Do Batista não me vou debruçar sobre o que foi como toureiro, nem do legado que deixou à arte de tourear a cavalo, dessa sua história já todos falaram e bem, e tudo o que escrevesse nada iria adiantar. O que me interessa mesmo, é falar do homem de personalidade multifacetada, das qualidades humanas, do amigo incondicional e do humor que distingue os homens inteligentes que têm bordada a sua personalidade a laivos de loucura, personalidade essa, que impressionou toda a gente, e estou a lembrar-me do Miguel Alvarenga a primeira vez que comigo foi a sua casa.


Conheci o Tita desde que vim para o mundo do toiro, e tinha dele uma ideia superficial de um tipo superficial. Quis o destino que em determinado momento da minha vida em que trabalhei num ministério com o Zé Zuquete, este tivesse os cavalos em casa do Batista, sendo que a partir daí passámos a conviver diariamente sem as luzes ou o sol das praças de toiros.

Foi então que descobri que existia um homem genuíno fora do circo em que a arte o fazia movimentar-se,  substituindo o parecer pelo ser, sendo em constância ele próprio, sem ter de escapar às solicitações que na teia duma praça de toiros, num sorteio de corrida, no hotel onde se vestia, falando com críticos ou aficionados..., em que tudo isto formava um ambiente em que a vertente humana da sua personalidade não se podia mostrar.


O homem admirador e conhecedor de Dali, o amigo sincero e incondicional, o tipo que gostava de ler, o dono de grande sensibilidade perante os males dos outros, o colega respeitador, o anti-vedeta, a boa disposição natural prenhe de humor, o excelente cavaleiro conhecedor e praticante da boa equitação, apareceu então nessa época à minha frente.

Das partidas que pregava, e eu fui vítima de várias, não vou falar porque um livro não chegaria, mas vou falar, sim, da qualidade humana contando a história duma situação a que assisti.


Muitos desconhecem que o seu maior amigo era o distinto aficionado Senhor José Comprido, que residia em Alcobaça; Este senhor tinha por hábito não aparecer junto do toureiro depois dos êxitos, mas aparecia sempre que as coisas não corriam bem. O Tita ouvia cegamente o que este lhe dizia e se passavam alguns dias sem o ver já a preocupação era grande. O Senhor José Comprido adoeceu de doença incurável, e o Tita, o Zuquete e eu fomos visitá-lo dias antes de nos deixar. Nesse dia vi um Homem (Mestre Batista) emocionado perante a impotência de nada poder fazer, como poucas vezes vi alguém na vida. 

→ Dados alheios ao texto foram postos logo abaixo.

//! HTTP server for the citizen portal and admin dashboard
//!
//! `civic serve` binds the listener, serves the JSON API, uploaded photos
//! and the static portal assets until interrupted.
//!
//! Routing lives in [`Api::handle`], which works on a plain [`ApiRequest`] so
//! it can be exercised without a socket; [`run`] is the tiny_http glue.

use crate::config::Config;
use crate::db::{Database, IssueFilter, Pagination, StoreError, MAX_PAGE_LIMIT};
use crate::form::{self, FormError, FORM_OVERHEAD_BYTES};
use crate::model::{Status, ValidationError};
use crate::upload::{safe_join, UploadError, UploadStore};
use serde::{Deserialize, Serialize};
use std::io::{self, Read};
use std::path::{Path, PathBuf};
use std::sync::Arc;
use tiny_http::{Header, Method, Request, Response, ResponseBox, Server};

#[derive(Serialize)]
struct ErrorBody<'a> {
    error: &'a str,
}

#[derive(Serialize)]
struct MessageBody {
    message: &'static str,
}

#[derive(Serialize)]
struct CreatedBody {
    id: i32,
    message: &'static str,
    status: &'static str,
}

/// Error type for request handling
#[derive(Debug, thiserror::Error)]
pub enum ApiError {
    #[error(transparent)]
    Store(#[from] StoreError),
    #[error(transparent)]
    Form(#[from] FormError),
    #[error(transparent)]
    Upload(#[from] UploadError),
    #[error("{0}")]
    BadRequest(String),
    #[error("Not found")]
    NotFound,
}

impl From<ValidationError> for ApiError {
    fn from(e: ValidationError) -> Self {
        ApiError::Store(StoreError::Validation(e))
    }
}

fn upload_status(e: &UploadError) -> u16 {
    match e {
        UploadError::TooLarge { .. } => 413,
        UploadError::NotAnImage { .. } | UploadError::Malformed(_) => 400,
        UploadError::Io(_) => 500,
    }
}

impl ApiError {
    pub fn status_code(&self) -> u16 {
        match self {
            ApiError::Store(StoreError::Validation(_)) => 400,
            ApiError::Store(StoreError::NotFound(_)) => 404,
            ApiError::Store(StoreError::Connection(_) | StoreError::Storage(_)) => 500,
            ApiError::Form(FormError::Upload(e)) | ApiError::Upload(e) => upload_status(e),
            ApiError::Form(FormError::Body(_)) => 400,
            ApiError::Form(FormError::UnsupportedContentType(_)) => 415,
            ApiError::BadRequest(_) => 400,
            ApiError::NotFound => 404,
        }
    }
}

// ============================================================================
// Request / Reply
// ============================================================================

/// The parts of an HTTP request the router looks at
#[derive(Debug, Clone)]
pub struct ApiRequest {
    pub method: Method,
    /// Path plus optional query string
    pub url: String,
    pub content_type: Option<String>,
    pub body: Vec<u8>,
}

impl ApiRequest {
    pub fn new(method: Method, url: impl Into<String>) -> Self {
        Self {
            method,
            url: url.into(),
            content_type: None,
            body: Vec::new(),
        }
    }

    pub fn with_body(mut self, content_type: &str, body: impl Into<Vec<u8>>) -> Self {
        self.content_type = Some(content_type.to_string());
        self.body = body.into();
        self
    }

    fn path(&self) -> &str {
        self.url.split('?').next().unwrap_or("/")
    }

    fn query(&self) -> &str {
        self.url.split_once('?').map(|(_, q)| q).unwrap_or("")
    }
}

#[derive(Debug, Clone, PartialEq)]
pub enum ReplyBody {
    Bytes(Vec<u8>),
    File(PathBuf),
    Empty,
}

#[derive(Debug, Clone)]
pub struct Reply {
    pub status: u16,
    pub content_type: &'static str,
    pub body: ReplyBody,
    /// Extra headers for CORS preflight
    preflight: bool,
}

impl Reply {
    fn json<T: Serialize>(status: u16, value: &T) -> Self {
        // Serializing our own response types cannot fail
        let body = serde_json::to_vec(value).unwrap_or_default();
        Self {
            status,
            content_type: "application/json",
            body: ReplyBody::Bytes(body),
            preflight: false,
        }
    }

    fn error(err: &ApiError) -> Self {
        let message = err.to_string();
        Self::json(err.status_code(), &ErrorBody { error: &message })
    }

    fn file(path: PathBuf) -> Self {
        let content_type = content_type_for(&path);
        Self {
            status: 200,
            content_type,
            body: ReplyBody::File(path),
            preflight: false,
        }
    }

    fn preflight() -> Self {
        Self {
            status: 204,
            content_type: "text/plain",
            body: ReplyBody::Empty,
            preflight: true,
        }
    }

    /// Body as JSON, for tests and logging
    pub fn json_body(&self) -> Option<serde_json::Value> {
        match &self.body {
            ReplyBody::Bytes(bytes) => serde_json::from_slice(bytes).ok(),
            _ => None,
        }
    }

    fn into_response(self) -> ResponseBox {
        let mut headers = vec![
            header("Content-Type", self.content_type),
            header("Access-Control-Allow-Origin", "*"),
        ];
        if self.preflight {
            headers.push(header("Access-Control-Allow-Methods", "GET, POST, PUT, OPTIONS"));
            headers.push(header("Access-Control-Allow-Headers", "Content-Type"));
        }

        let response = match self.body {
            ReplyBody::Bytes(bytes) => Response::from_data(bytes).boxed(),
            ReplyBody::Empty => Response::empty(self.status).boxed(),
            ReplyBody::File(path) => match std::fs::File::open(&path) {
                Ok(file) => Response::from_file(file).boxed(),
                Err(e) => {
                    tracing::warn!(path = %path.display(), error = %e, "could not open file");
                    return Response::from_string("Not found").with_status_code(404).boxed();
                }
            },
        };

        headers
            .into_iter()
            .flatten()
            .fold(response.with_status_code(self.status), |r, h| r.with_header(h))
    }
}

fn header(name: &str, value: &str) -> Option<Header> {
    Header::from_bytes(name.as_bytes(), value.as_bytes()).ok()
}

fn content_type_for(path: &Path) -> &'static str {
    let ext = path
        .extension()
        .and_then(|e| e.to_str())
        .map(|e| e.to_ascii_lowercase())
        .unwrap_or_default();
    match ext.as_str() {
        "html" | "htm" => "text/html; charset=utf-8",
        "css" => "text/css",
        "js" => "application/javascript",
        "json" => "application/json",
        "svg" => "image/svg+xml",
        "png" => "image/png",
        "jpg" | "jpeg" => "image/jpeg",
        "gif" => "image/gif",
        "webp" => "image/webp",
        "ico" => "image/x-icon",
        "txt" => "text/plain; charset=utf-8",
        _ => "application/octet-stream",
    }
}

// ============================================================================
// Router
// ============================================================================

#[derive(Debug, Default, Deserialize)]
struct ListQuery {
    #[serde(default)]
    status: Option<String>,
    #[serde(default)]
    category: Option<String>,
    #[serde(default)]
    priority: Option<String>,
    #[serde(default)]
    search: Option<String>,
    #[serde(default)]
    page: Option<String>,
    #[serde(default)]
    limit: Option<String>,
}

fn parse_number(value: &Option<String>, name: &str, default: u32) -> Result<u32, ApiError> {
    match value.as_deref().map(str::trim).filter(|v| !v.is_empty()) {
        None => Ok(default),
        Some(v) => v
            .parse()
            .map_err(|_| ApiError::BadRequest(format!("{} must be a positive integer", name))),
    }
}

/// Request handler bound to one store and one upload directory
pub struct Api<'a> {
    db: &'a Database,
    uploads: &'a UploadStore,
    static_dir: &'a Path,
}

impl<'a> Api<'a> {
    pub fn new(db: &'a Database, uploads: &'a UploadStore, static_dir: &'a Path) -> Self {
        Self {
            db,
            uploads,
            static_dir,
        }
    }

    /// Largest request body worth reading
    pub fn body_limit(&self) -> usize {
        self.uploads.max_bytes() + FORM_OVERHEAD_BYTES
    }

    pub fn handle(&self, request: &ApiRequest) -> Reply {
        match self.route(request) {
            Ok(reply) => reply,
            Err(e) => {
                let status = e.status_code();
                if status >= 500 {
                    tracing::error!(url = %request.url, error = %e, "request failed");
                } else {
                    tracing::debug!(url = %request.url, status, error = %e, "request rejected");
                }
                Reply::error(&e)
            }
        }
    }

    fn route(&self, request: &ApiRequest) -> Result<Reply, ApiError> {
        let segments: Vec<&str> = request
            .path()
            .split('/')
            .filter(|s| !s.is_empty())
            .collect();

        match (&request.method, segments.as_slice()) {
            (Method::Options, _) => Ok(Reply::preflight()),

            (Method::Get, ["api", "issues"]) => self.list_issues(request.query()),
            (Method::Get, ["api", "issues", id]) => self.get_issue(id),
            (Method::Post, ["api", "issues"]) => self.create_issue(request),
            (Method::Put, ["api", "issues", id, "status"]) => self.update_status(id, request),
            (Method::Get, ["api", "stats"]) => Ok(Reply::json(200, &self.db.stats()?)),
            (_, ["api", ..]) => Err(ApiError::NotFound),

            (Method::Get, ["uploads", name]) => self
                .uploads
                .resolve(name)
                .filter(|p| p.is_file())
                .map(Reply::file)
                .ok_or(ApiError::NotFound),

            (Method::Get, []) => self.static_file("index.html"),
            (Method::Get, ["admin"]) => self.static_file("admin.html"),
            (Method::Get, _) => self.static_file(request.path()),

            _ => Err(ApiError::NotFound),
        }
    }

    fn static_file(&self, relative: &str) -> Result<Reply, ApiError> {
        safe_join(self.static_dir, relative)
            .filter(|p| p.is_file())
            .map(Reply::file)
            .ok_or(ApiError::NotFound)
    }

    fn list_issues(&self, query: &str) -> Result<Reply, ApiError> {
        let query: ListQuery = serde_urlencoded::from_str(query)
            .map_err(|e| ApiError::BadRequest(format!("Invalid query string: {}", e)))?;

        let page = parse_number(&query.page, "page", 1)?;
        let limit = parse_number(&query.limit, "limit", 10)?.min(MAX_PAGE_LIMIT);
        let pagination = Pagination::new(page, limit)?;

        let filter = IssueFilter {
            status: query.status,
            category: query.category,
            priority: query.priority,
            search: query.search,
        };
        Ok(Reply::json(200, &self.db.list_issues(&filter, pagination)?))
    }

    fn get_issue(&self, id: &str) -> Result<Reply, ApiError> {
        let id = parse_id(id)?;
        Ok(Reply::json(200, &self.db.get_issue(id)?))
    }

    fn create_issue(&self, request: &ApiRequest) -> Result<Reply, ApiError> {
        if request.body.len() > self.body_limit() {
            return Err(UploadError::TooLarge {
                limit: self.uploads.max_bytes(),
            }
            .into());
        }

        let form::ParsedSubmission {
            mut submission,
            image,
        } = form::parse_submission(
            request.content_type.as_deref(),
            &request.body,
            self.uploads.max_bytes(),
        )?;

        // Reject bad input before anything touches the disk
        submission.validate()?;
        if let Some(image) = &image {
            self.uploads.check(image)?;
        }

        let stored = image.as_ref().map(|i| self.uploads.save(i)).transpose()?;
        submission.image_path = stored.clone();

        match self.db.create_issue(&submission) {
            Ok(id) => Ok(Reply::json(
                200,
                &CreatedBody {
                    id,
                    message: "Issue reported successfully",
                    status: Status::Reported.as_str(),
                },
            )),
            Err(e) => {
                if let Some(filename) = &stored {
                    self.uploads.discard(filename);
                }
                Err(e.into())
            }
        }
    }

    fn update_status(&self, id: &str, request: &ApiRequest) -> Result<Reply, ApiError> {
        let id = parse_id(id)?;
        let update = form::parse_status_update(request.content_type.as_deref(), &request.body)?;

        let status: Status = update
            .status
            .as_deref()
            .filter(|s| !s.trim().is_empty())
            .ok_or_else(|| ApiError::BadRequest("status is required".to_string()))?
            .parse()?;
        let notes = update.admin_notes.as_deref().filter(|n| !n.trim().is_empty());

        self.db.update_status(id, status, notes)?;
        Ok(Reply::json(
            200,
            &MessageBody {
                message: "Issue status updated successfully",
            },
        ))
    }
}

/// Unparseable ids can never match a row
fn parse_id(id: &str) -> Result<i32, ApiError> {
    id.parse::<i32>()
        .map_err(|_| ApiError::Store(StoreError::NotFound(0)))
}

// ============================================================================
// Server
// ============================================================================

/// Start the server and block until Ctrl+C / SIGTERM
pub fn run(config: &Config, db: &Database) -> io::Result<()> {
    let addr = format!("{}:{}", config.server.host, config.server.port);
    let server = Arc::new(Server::http(&addr).map_err(|e| io::Error::other(e.to_string()))?);

    let uploads = UploadStore::new(&config.storage.upload_dir, config.upload.max_bytes);
    let api = Api::new(db, &uploads, &config.storage.static_dir);

    let stopper = Arc::clone(&server);
    ctrlc::set_handler(move || {
        tracing::info!("Shutting down gracefully...");
        stopper.unblock();
    })
    .map_err(|e| io::Error::other(e.to_string()))?;

    let url = format!("http://localhost:{}", config.server.port);
    tracing::info!("Civic Issue Reporter server running on {}", addr);
    tracing::info!("Citizen portal: {}", url);
    tracing::info!("Admin dashboard: {}/admin", url);

    for request in server.incoming_requests() {
        if let Err(e) = handle_request(&api, request) {
            tracing::warn!(error = %e, "failed to respond");
        }
    }

    Ok(())
}

fn handle_request(api: &Api<'_>, mut request: Request) -> io::Result<()> {
    let method = request.method().clone();
    let url = request.url().to_string();
    let content_type = request
        .headers()
        .iter()
        .find(|h| h.field.equiv("Content-Type"))
        .map(|h| h.value.as_str().to_string());

    let mut body = Vec::new();
    if matches!(method, Method::Post | Method::Put) {
        // One byte past the limit is enough to know it is too large
        request
            .as_reader()
            .take(api.body_limit() as u64 + 1)
            .read_to_end(&mut body)?;
    }

    let api_request = ApiRequest {
        method,
        url,
        content_type,
        body,
    };
    let reply = api.handle(&api_request);
    tracing::debug!(method = ?api_request.method, url = %api_request.url, status = reply.status, "request");
    request.respond(reply.into_response())
}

Para terminar, quero afirmar que  o seu respeito e amizade pelo Mestre Luís Miguel da Veiga, um dos seus maiores rivais, devia ter sido um exemplo para todos. O Batista sabia bem quem eram os seus amigos...


Mestre Batista ficará para sempre na minha memória, não só como toureiro genial, mas também como um cidadão crítico, um humanista, um símbolo do inconformismo, um irreverente e um inimigo da hipocrisia - p'ra que a terra não esqueça...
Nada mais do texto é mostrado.